#### [WHAT IS NEEDED]
Each entry must appear in the answer exactly as given.

[Saved entries]
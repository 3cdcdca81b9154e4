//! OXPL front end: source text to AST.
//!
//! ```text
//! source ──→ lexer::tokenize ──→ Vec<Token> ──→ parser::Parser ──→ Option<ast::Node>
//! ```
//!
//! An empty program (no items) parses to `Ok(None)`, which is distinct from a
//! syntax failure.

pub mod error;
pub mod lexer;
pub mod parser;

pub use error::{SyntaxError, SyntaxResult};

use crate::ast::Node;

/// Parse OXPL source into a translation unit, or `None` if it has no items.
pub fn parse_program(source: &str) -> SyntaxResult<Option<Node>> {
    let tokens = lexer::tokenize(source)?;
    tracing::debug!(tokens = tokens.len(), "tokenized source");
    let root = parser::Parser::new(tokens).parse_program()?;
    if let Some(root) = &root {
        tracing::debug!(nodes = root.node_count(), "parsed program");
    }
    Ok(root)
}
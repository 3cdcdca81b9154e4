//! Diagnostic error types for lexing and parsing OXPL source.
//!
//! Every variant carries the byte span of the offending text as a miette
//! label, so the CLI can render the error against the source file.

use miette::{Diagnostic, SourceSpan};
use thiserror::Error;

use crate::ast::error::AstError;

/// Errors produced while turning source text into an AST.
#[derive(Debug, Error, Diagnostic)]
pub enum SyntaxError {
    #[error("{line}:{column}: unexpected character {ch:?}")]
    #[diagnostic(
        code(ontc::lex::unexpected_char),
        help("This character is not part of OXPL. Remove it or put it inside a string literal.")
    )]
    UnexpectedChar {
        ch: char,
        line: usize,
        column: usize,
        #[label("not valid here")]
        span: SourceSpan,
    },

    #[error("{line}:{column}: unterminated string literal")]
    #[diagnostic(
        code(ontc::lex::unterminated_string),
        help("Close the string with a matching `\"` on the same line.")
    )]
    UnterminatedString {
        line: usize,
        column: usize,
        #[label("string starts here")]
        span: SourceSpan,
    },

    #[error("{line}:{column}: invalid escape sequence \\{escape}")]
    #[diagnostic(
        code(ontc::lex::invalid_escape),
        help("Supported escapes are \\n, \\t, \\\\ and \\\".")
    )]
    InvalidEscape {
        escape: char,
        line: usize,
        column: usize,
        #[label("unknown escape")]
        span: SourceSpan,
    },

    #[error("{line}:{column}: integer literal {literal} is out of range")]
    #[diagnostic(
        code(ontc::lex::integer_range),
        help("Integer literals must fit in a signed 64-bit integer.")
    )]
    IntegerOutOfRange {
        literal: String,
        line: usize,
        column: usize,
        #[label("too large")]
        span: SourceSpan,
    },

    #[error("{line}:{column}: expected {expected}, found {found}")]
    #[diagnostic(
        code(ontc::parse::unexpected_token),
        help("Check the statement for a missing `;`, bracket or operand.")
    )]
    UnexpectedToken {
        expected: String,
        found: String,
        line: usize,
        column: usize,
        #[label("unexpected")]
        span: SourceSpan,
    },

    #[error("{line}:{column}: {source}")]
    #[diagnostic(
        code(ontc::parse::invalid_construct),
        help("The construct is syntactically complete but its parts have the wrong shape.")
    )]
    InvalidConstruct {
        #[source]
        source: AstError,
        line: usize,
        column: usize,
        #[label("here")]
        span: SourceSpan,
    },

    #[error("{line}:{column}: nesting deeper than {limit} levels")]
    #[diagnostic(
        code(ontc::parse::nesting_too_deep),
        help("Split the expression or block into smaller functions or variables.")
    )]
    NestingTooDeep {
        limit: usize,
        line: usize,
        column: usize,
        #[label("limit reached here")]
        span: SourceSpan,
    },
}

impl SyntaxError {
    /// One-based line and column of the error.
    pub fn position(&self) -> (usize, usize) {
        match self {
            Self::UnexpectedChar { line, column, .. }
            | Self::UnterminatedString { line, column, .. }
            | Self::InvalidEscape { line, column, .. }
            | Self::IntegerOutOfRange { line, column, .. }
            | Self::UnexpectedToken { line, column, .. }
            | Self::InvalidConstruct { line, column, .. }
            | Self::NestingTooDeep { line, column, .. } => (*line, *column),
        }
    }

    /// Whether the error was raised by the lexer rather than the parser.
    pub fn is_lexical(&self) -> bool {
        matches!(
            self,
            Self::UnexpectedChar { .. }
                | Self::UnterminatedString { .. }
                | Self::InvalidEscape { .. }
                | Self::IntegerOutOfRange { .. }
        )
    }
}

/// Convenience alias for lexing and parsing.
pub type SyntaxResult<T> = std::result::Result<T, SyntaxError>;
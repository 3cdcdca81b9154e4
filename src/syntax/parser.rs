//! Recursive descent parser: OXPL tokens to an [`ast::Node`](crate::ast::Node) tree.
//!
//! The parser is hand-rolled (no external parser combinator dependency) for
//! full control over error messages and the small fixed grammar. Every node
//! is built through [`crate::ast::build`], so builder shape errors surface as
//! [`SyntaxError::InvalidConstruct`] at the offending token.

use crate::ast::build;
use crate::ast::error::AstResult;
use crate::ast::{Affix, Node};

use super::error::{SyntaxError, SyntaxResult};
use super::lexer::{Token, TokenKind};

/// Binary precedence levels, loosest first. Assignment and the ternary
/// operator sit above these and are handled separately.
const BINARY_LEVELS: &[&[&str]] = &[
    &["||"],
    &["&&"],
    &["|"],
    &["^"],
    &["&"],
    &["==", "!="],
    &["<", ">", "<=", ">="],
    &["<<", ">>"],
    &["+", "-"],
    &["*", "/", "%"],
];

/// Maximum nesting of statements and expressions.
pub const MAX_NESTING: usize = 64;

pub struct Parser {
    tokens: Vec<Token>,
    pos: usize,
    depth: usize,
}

#### [RESULT BELOW]
repository 3cdcdca81b9154e4
//! OXPL front end: source text to AST.
//!
//! ```text
//! source ──→ lexer::tokenize ──→ Vec<Token> ──→ parser::Parser ──→ Option<ast::Node>
//! ```
//!
//! An empty program (no items) parses to `Ok(None)`, which is distinct from a
//! syntax failure.

pub mod error;
pub mod lexer;
pub mod parser;

pub use error::{SyntaxError, SyntaxResult};

use crate::ast::Node;

/// Parse OXPL source into a translation unit, or `None` if it has no items.
pub fn parse_program(source: &str) -> SyntaxResult<Option<Node>> {
    let tokens = lexer::tokenize(source)?;
    tracing::debug!(tokens = tokens.len(), "tokenized source");
    let root = parser::Parser::new(tokens).parse_program()?;
    if let Some(root) = &root {
        tracing::debug!(nodes = root.node_count(), "parsed program");
    }
    Ok(root)
}
repository 3cdcdca81b9154e4
//! Diagnostic error types for lexing and parsing OXPL source.
//!
//! Every variant carries the byte span of the offending text as a miette
//! label, so the CLI can render the error against the source file.

use miette::{Diagnostic, SourceSpan};
use thiserror::Error;

use crate::ast::error::AstError;

/// Errors produced while turning source text into an AST.
#[derive(Debug, Error, Diagnostic)]
pub enum SyntaxError {
    #[error("{line}:{column}: unexpected character {ch:?}")]
    #[diagnostic(
        code(ontc::lex::unexpected_char),
        help("This character is not part of OXPL. Remove it or put it inside a string literal.")
    )]
    UnexpectedChar {
        ch: char,
        line: usize,
        column: usize,
        #[label("not valid here")]
        span: SourceSpan,
    },

    #[error("{line}:{column}: unterminated string literal")]
    #[diagnostic(
        code(ontc::lex::unterminated_string),
        help("Close the string with a matching `\"` on the same line.")
    )]
    UnterminatedString {
        line: usize,
        column: usize,
        #[label("string starts here")]
        span: SourceSpan,
    },

    #[error("{line}:{column}: invalid escape sequence \\{escape}")]
    #[diagnostic(
        code(ontc::lex::invalid_escape),
        help("Supported escapes are \\n, \\t, \\\\ and \\\".")
    )]
    InvalidEscape {
        escape: char,
        line: usize,
        column: usize,
        #[label("unknown escape")]
        span: SourceSpan,
    },

    #[error("{line}:{column}: integer literal {literal} is out of range")]
    #[diagnostic(
        code(ontc::lex::integer_range),
        help("Integer literals must fit in a signed 64-bit integer.")
    )]
    IntegerOutOfRange {
        literal: String,
        line: usize,
        column: usize,
        #[label("too large")]
        span: SourceSpan,
    },

    #[error("{line}:{column}: expected {expected}, found {found}")]
    #[diagnostic(
        code(ontc::parse::unexpected_token),
        help("Check the statement for a missing `;`, bracket or operand.")
    )]
    UnexpectedToken {
        expected: String,
        found: String,
        line: usize,
        column: usize,
        #[label("unexpected")]
        span: SourceSpan,
    },

    #[error("{line}:{column}: {source}")]
    #[diagnostic(
        code(ontc::parse::invalid_construct),
        help("The construct is syntactically complete but its parts have the wrong shape.")
    )]
    InvalidConstruct {
        #[source]
        source: AstError,
        line: usize,
        column: usize,
        #[label("here")]
        span: SourceSpan,
    },

    #[error("{line}:{column}: nesting deeper than {limit} levels")]
    #[diagnostic(
        code(ontc::parse::nesting_too_deep),
        help("Split the expression or block into smaller functions or variables.")
    )]
    NestingTooDeep {
        limit: usize,
        line: usize,
        column: usize,
        #[label("limit reached here")]
        span: SourceSpan,
    },
}

impl SyntaxError {
    /// One-based line and column of the error.
    pub fn position(&self) -> (usize, usize) {
        match self {
            Self::UnexpectedChar { line, column, .. }
            | Self::UnterminatedString { line, column, .. }
            | Self::InvalidEscape { line, column, .. }
            | Self::IntegerOutOfRange { line, column, .. }
            | Self::UnexpectedToken { line, column, .. }
            | Self::InvalidConstruct { line, column, .. }
            | Self::NestingTooDeep { line, column, .. } => (*line, *column),
        }
    }

    /// Whether the error was raised by the lexer rather than the parser.
    pub fn is_lexical(&self) -> bool {
        matches!(
            self,
            Self::UnexpectedChar { .. }
                | Self::UnterminatedString { .. }
                | Self::InvalidEscape { .. }
                | Self::IntegerOutOfRange { .. }
        )
    }
}

/// Convenience alias for lexing and parsing.
pub type SyntaxResult<T> = std::result::Result<T, SyntaxError>;
repository 3cdcdca81b9154e4
filename src/syntax/parser.rs
//! Recursive descent parser: OXPL tokens to an [`ast::Node`](crate::ast::Node) tree.
//!
//! The parser is hand-rolled (no external parser combinator dependency) for
//! full control over error messages and the small fixed grammar. Every node
//! is built through [`crate::ast::build`], so builder shape errors surface as
//! [`SyntaxError::InvalidConstruct`] at the offending token.

use crate::ast::build;
use crate::ast::error::AstResult;
use crate::ast::{Affix, Node};

use super::error::{SyntaxError, SyntaxResult};
use super::lexer::{Token, TokenKind};

/// Binary precedence levels, loosest first. Assignment and the ternary
/// operator sit above these and are handled separately.
const BINARY_LEVELS: &[&[&str]] = &[
    &["||"],
    &["&&"],
    &["|"],
    &["^"],
    &["&"],
    &["==", "!="],
    &["<", ">", "<=", ">="],
    &["<<", ">>"],
    &["+", "-"],
    &["*", "/", "%"],
];

/// Maximum nesting of statements and expressions.
pub const MAX_NESTING: usize = 64;

pub struct Parser {
    tokens: Vec<Token>,
    pos: usize,
    depth: usize,
}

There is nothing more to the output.